┌──

use crate::config::{Config, DashboardSettings};
use crate::core::constants::files;
use crate::core::types::DatasetKind;
use crate::data::{CacheStats, Table};
use crate::reporting::view::ViewModel;
use log::{debug, error, info, warn};
use std::path::Path;

/// Initialize the logger with appropriate level based on verbosity
///
/// Can be called again once the config file is merged. The first call
/// installs the logger and later calls only move the level.
pub fn init_logger(verbose: bool, quiet: bool) {
    let level = if quiet {
        log::LevelFilter::Off
    } else if verbose {
        log::LevelFilter::Debug
    } else {
        log::LevelFilter::Off // Only show structured logs in verbose mode
    };

    // RUST_LOG still wins unless -q was given
    let from_env = !quiet && std::env::var_os("RUST_LOG").is_some();
    let mut builder = env_logger::Builder::from_default_env();
    if !from_env {
        builder.filter_level(log::LevelFilter::Debug);
    }
    builder.format_module_path(false).format_target(false);

    // Already initialized (e.g. by another test or an earlier call)
    let _ = builder.try_init();
    if !from_env {
        log::set_max_level(level);
    }

    debug!("Logger initialized with level: {level:?}");
}

/// Log configuration information
pub fn log_config_info(config: &Config, settings: &DashboardSettings) {
    let data_dir = config.data_dir.as_deref().unwrap_or(files::DATA_DIR);
    let kpi_year = settings
        .kpi_year
        .map_or_else(|| "latest".to_string(), |y| y.to_string());

    info!(
        "Configuration: data_dir={data_dir}, format={}",
        config.output_format()
    );
    info!(
        "KPIs: focus={}, comparison={}, year={kpi_year}",
        settings.focus_country, settings.comparison_country
    );
    info!(
        "Facility labels: outpatient='{}', inpatient='{}'",
        settings.outpatient_label, settings.inpatient_label
    );
}

/// Log a dataset that finished loading
pub fn log_dataset_loaded<P: AsRef<Path>>(kind: DatasetKind, path: P, table: &Table) {
    info!(
        "Loaded {kind} dataset: {} rows from {}",
        table.len(),
        path.as_ref().display()
    );
    debug!("  columns: {}", table.column_names().join(", "));
}

/// Log dataset cache effectiveness
pub fn log_cache_stats(stats: &CacheStats) {
    debug!(
        "Dataset cache: {} hit(s), {} miss(es), {} entr{}",
        stats.hits,
        stats.misses,
        stats.entries,
        if stats.entries == 1 { "y" } else { "ies" }
    );
}

/// Log selected values that no widget offers
pub fn log_unknown_selection(unknown: &[(&str, String)]) {
    for (widget, value) in unknown {
        warn!("Selected {widget} '{value}' does not occur in the data and matches no rows");
    }
}

/// Log render completion
pub fn log_render_complete(view: &ViewModel, duration_ms: u128) {
    let unavailable = view.kpi_cards.iter().filter(|c| c.value.is_none()).count();
    if unavailable == 0 {
        info!("✅ Dashboard rendered ({duration_ms}ms)");
    } else {
        warn!("⚠️ Dashboard rendered with {unavailable} unavailable KPI(s) ({duration_ms}ms)");
    }

    for panel in view.panels() {
        debug!("  panel '{}': {}", panel.id, panel.heading);
    }
}

/// Log error information
pub fn log_error(message: &str, source: Option<&dyn std::error::Error>) {
    match source {
        Some(err) => error!("{message}: {err}"),
        None => error!("{message}"),
    }
}

#[cfg(test)]
mod tests {
    use super::*;
    use crate::analysis::selection::Selection;
    use crate::reporting::view::render;
    use crate::reporting::view::tests::sample_datasets;
    use serial_test::serial;
    use std::io;

    #[test]
    #[serial]
    fn test_logger_initialization_verbose() {
        // Logger can only be initialized once per process; repeated calls must not panic
        init_logger(true, false);
    }

    #[test]
    #[serial]
    fn test_logger_initialization_quiet() {
        init_logger(false, true);
    }

    #[test]
    #[serial]
    fn test_logger_initialization_conflicting() {
        // quiet takes precedence
        init_logger(true, true);
    }

    #[test]
    #[serial]
    fn test_logger_level_follows_later_calls() {
        if std::env::var_os("RUST_LOG").is_some() {
            return;
        }

        init_logger(true, false);
        assert_eq!(log::max_level(), log::LevelFilter::Debug);

        init_logger(false, true);
        assert_eq!(log::max_level(), log::LevelFilter::Off);
    }

    #[test]
    fn test_log_config_info_with_defaults() {
        let config = Config::default();
        log_config_info(&config, &DashboardSettings::from_config(&config));
    }

    #[test]
    fn test_log_config_info_with_values() {
        let config = Config {
            data_dir: Some("demos/data".to_string()),
            kpi_year: Some(2019),
            focus_country: Some("Jordan".to_string()),
            ..Default::default()
        };
        log_config_info(&config, &DashboardSettings::from_config(&config));
    }

    #[test]
    fn test_log_dataset_loaded() -> crate::core::error::Result<()> {
        let table = Table::from_reader(
            DatasetKind::Facilities,
            "facility_type,users_per_100k\nOutpatient,350\n".as_bytes(),
        )?;
        log_dataset_loaded(DatasetKind::Facilities, "nb_of_facilities.csv", &table);
        Ok(())
    }

    #[test]
    fn test_log_cache_stats() {
        log_cache_stats(&CacheStats {
            hits: 2,
            misses: 5,
            entries: 5,
        });
        log_cache_stats(&CacheStats::default());
    }

    #[test]
    fn test_log_unknown_selection() {
        log_unknown_selection(&[]);
        log_unknown_selection(&[("age", "Elderly".to_string())]);
    }

    #[test]
    fn test_log_render_complete() {
        let view = render(
            &sample_datasets(),
            &Selection::default(),
            &DashboardSettings::default(),
        )
        .unwrap();
        log_render_complete(&view, 12);
    }

    #[test]
    fn test_log_error_with_source() {
        let io_error = io::Error::new(io::ErrorKind::NotFound, "File not found");
        log_error("Failed to read file", Some(&io_error));
        log_error("Something went wrong", None);
    }
}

└──

In the material above, locate the line containing "if unavailable == 0" and the line containing "Log error information". Transcribe exactly those two lines and every line between them, and nothing more.

Written solution>
    if unavailable == 0 {
        info!("✅ Dashboard rendered ({duration_ms}ms)");
    } else {
        warn!("⚠️ Dashboard rendered with {unavailable} unavailable KPI(s) ({duration_ms}ms)");
    }

    for panel in view.panels() {
        debug!("  panel '{}': {}", panel.id, panel.heading);
    }
}

/// Log error information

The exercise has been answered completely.